Most patients that come to me have serious doubts or reservations about traditional medical doctors and treatment. They perceive that the doctors have misdiagnosed their symptoms or that the recommended treatment is too long, too painful or too expensive. Quite literally they want someone to waive a “magic wand” over their problem and make it go away. The recommended medical treatment is too hard; or, they want instant results (gratification). They are quite willing to believe that my techniques will heal them while traditional medicine might not.
It is my position with these clients that they cannot dis-empower themselves to me and they have to believe that they will heal. Many times we will discuss possible mental/emotional causes for their disease. Intuitive diagnostics is a hotly debated topic, and I do not spend a lot of time on that. One of the leading works on this topic is by Louise Hayes, You Can Heal Your Life (1984). It sets forth that all illness is related to specific types of emotional or mental issues that can be determined by the type of illness or where it occurs on the body.
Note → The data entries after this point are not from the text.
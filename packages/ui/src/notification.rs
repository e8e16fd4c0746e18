//! The single notification toast.

use auth::{NotificationKind, NotificationState};
use dioxus::prelude::*;

use crate::icons::{
    FaCircleCheck, FaCircleExclamation, FaCircleInfo, FaTriangleExclamation, FaXmark,
};
use crate::provider::use_auth;
use crate::Icon;

#[component]
fn KindIcon(kind: NotificationKind) -> Element {
    match kind {
        NotificationKind::Success => rsx! {
            Icon { icon: FaCircleCheck, width: 18, height: 18 }
        },
        NotificationKind::Error => rsx! {
            Icon { icon: FaCircleExclamation, width: 18, height: 18 }
        },
        NotificationKind::Warning => rsx! {
            Icon { icon: FaTriangleExclamation, width: 18, height: 18 }
        },
        NotificationKind::Info => rsx! {
            Icon { icon: FaCircleInfo, width: 18, height: 18 }
        },
    }
}

/// Renders whatever the presenter currently holds.
#[component]
pub fn NotificationToast() -> Element {
    let ctx = use_auth();
    let state = (ctx.notification)();

    let (notification, visibility) = match &state {
        NotificationState::Idle => return rsx! {},
        NotificationState::Showing(n) => (n, "show"),
        NotificationState::Hiding(n) => (n, "hide"),
    };
    let kind = notification.kind;
    let message = notification.message.clone();
    let class = format!("notification notification-{} {}", kind.name(), visibility);
    let icon_class = format!("notification-icon {}", kind.icon());

    rsx! {
        div {
            class: "{class}",
            role: "status",
            div {
                class: "notification-content",
                span {
                    class: "{icon_class}",
                    KindIcon { kind }
                }
                span { class: "notification-message", "{message}" }
                button {
                    class: "notification-close",
                    title: "Dismiss",
                    onclick: move |_| ctx.dismiss_notification(),
                    Icon { icon: FaXmark, width: 12, height: 12 }
                }
            }
        }
    }
}
//! Cancellable one-shot timers.
//!
//! Arming a timer hands back a [`TimerTicket`] and bumps the generation of
//! its [`TimerKind`]; any ticket armed earlier for the same kind is stale from
//! then on. The host sleeps for [`TimerTicket::delay`] and then asks whether
//! the ticket is still current before acting on it.

use std::cell::RefCell;
use std::collections::HashMap;
use std::rc::Rc;
use std::time::Duration;

/// The forms on the authentication page.
#[derive(Clone, Copy, Debug, PartialEq, Eq, Hash)]
pub enum AuthForm {
    Login,
    Signup,
    Reset,
}

#[derive(Clone, Copy, Debug, PartialEq, Eq, Hash)]
pub enum TimerKind {
    NotificationHide,
    NotificationRemove,
    Redirect,
    FormSwitch,
}

/// What to do when a timer fires.
#[derive(Clone, Debug, PartialEq)]
pub enum TimerAction {
    HideNotification,
    RemoveNotification,
    Redirect(String),
    SwitchForm(AuthForm),
}

impl TimerAction {
    pub fn kind(&self) -> TimerKind {
        match self {
            Self::HideNotification => TimerKind::NotificationHide,
            Self::RemoveNotification => TimerKind::NotificationRemove,
            Self::Redirect(_) => TimerKind::Redirect,
            Self::SwitchForm(_) => TimerKind::FormSwitch,
        }
    }
}

#[derive(Clone, Debug, PartialEq)]
pub struct TimerTicket {
    pub generation: u64,
    pub delay: Duration,
    pub action: TimerAction,
}

impl TimerTicket {
    pub fn kind(&self) -> TimerKind {
        self.action.kind()
    }
}

/// Generation counters per timer kind, shared by everything that arms timers.
#[derive(Clone, Debug, Default)]
pub struct Timers {
    generations: Rc<RefCell<HashMap<TimerKind, u64>>>,
}

impl Timers {
    pub fn new() -> Self {
        Self::default()
    }

    /// Arm a timer, superseding any pending one of the same kind.
    pub fn arm(&self, delay: Duration, action: TimerAction) -> TimerTicket {
        let mut generations = self.generations.borrow_mut();
        let generation = generations.entry(action.kind()).or_insert(0);
        *generation += 1;
        TimerTicket {
            generation: *generation,
            delay,
            action,
        }
    }

    pub fn cancel(&self, kind: TimerKind) {
        *self.generations.borrow_mut().entry(kind).or_insert(0) += 1;
    }

    pub fn is_current(&self, ticket: &TimerTicket) -> bool {
        self.generations.borrow().get(&ticket.kind()) == Some(&ticket.generation)
    }
}

#[cfg(test)]
mod tests {
    use super::*;

    #[test]
    fn test_rearming_supersedes_previous_ticket() {
        let timers = Timers::new();
        let first = timers.arm(Duration::from_millis(1500), TimerAction::Redirect("/".into()));
        assert!(timers.is_current(&first));

        let second = timers.arm(Duration::from_millis(1500), TimerAction::Redirect("/auth".into()));
        assert!(!timers.is_current(&first));
        assert!(timers.is_current(&second));
    }

    #[test]
    fn test_kinds_are_independent() {
        let timers = Timers::new();
        let redirect = timers.arm(Duration::from_millis(1500), TimerAction::Redirect("/".into()));
        let hide = timers.arm(Duration::from_millis(5000), TimerAction::HideNotification);

        assert!(timers.is_current(&redirect));
        assert!(timers.is_current(&hide));
        assert_eq!(hide.kind(), TimerKind::NotificationHide);
    }

    #[test]
    fn test_cancel() {
        let timers = Timers::new();
        let ticket = timers.arm(
            Duration::from_millis(2000),
            TimerAction::SwitchForm(AuthForm::Login),
        );
        timers.cancel(TimerKind::FormSwitch);
        assert!(!timers.is_current(&ticket));

        // Cancelling a kind that was never armed is harmless.
        timers.cancel(TimerKind::Redirect);
    }

    #[test]
    fn test_clones_share_generations() {
        let timers = Timers::new();
        let shared = timers.clone();
        let ticket = timers.arm(Duration::ZERO, TimerAction::HideNotification);
        shared.cancel(TimerKind::NotificationHide);
        assert!(!timers.is_current(&ticket));
    }
}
When I can get a client to understand that their pain or illness is not some unkind twist of fate, or something more than an unfortunate symptom of disease or injury, they are more inclined to heal.
I use various techniques to help the client perceive that something is “happening” during the healing. This is more a distraction for their belief processes. From an objective viewpoint, I use techniques that match with the client’s belief systems and thought processes. I would not use a rattle and incense for the CEO of a Fortune 500 company. I would use it for someone with a South American or Native American heritage. These decisions are usually intuitive in nature, oftentimes I can’t give logical explanations for my methods. I only know that they resonate with the beliefs of the client and therefore produce results. Again, it is the connection created between the client, the healer and the divine that produces results.
It is gratifying that medical science is recognizing the effectiveness of prayer or other spiritual processes on the patient/client. As with all arts, whether it is medical or spiritual, there are different levels of professionalism found in practitioners. Unfortunately, as in the medical profession, there are healers that do harm. It is important for clients to do their research and make responsible decisions about their health care. I am careful to instruct clients to follow their physician’s recommendations and to seek medical help if they are experiencing discomfort or serious symptoms. Pain is subjective to some extent, and can be helped with complementary healing.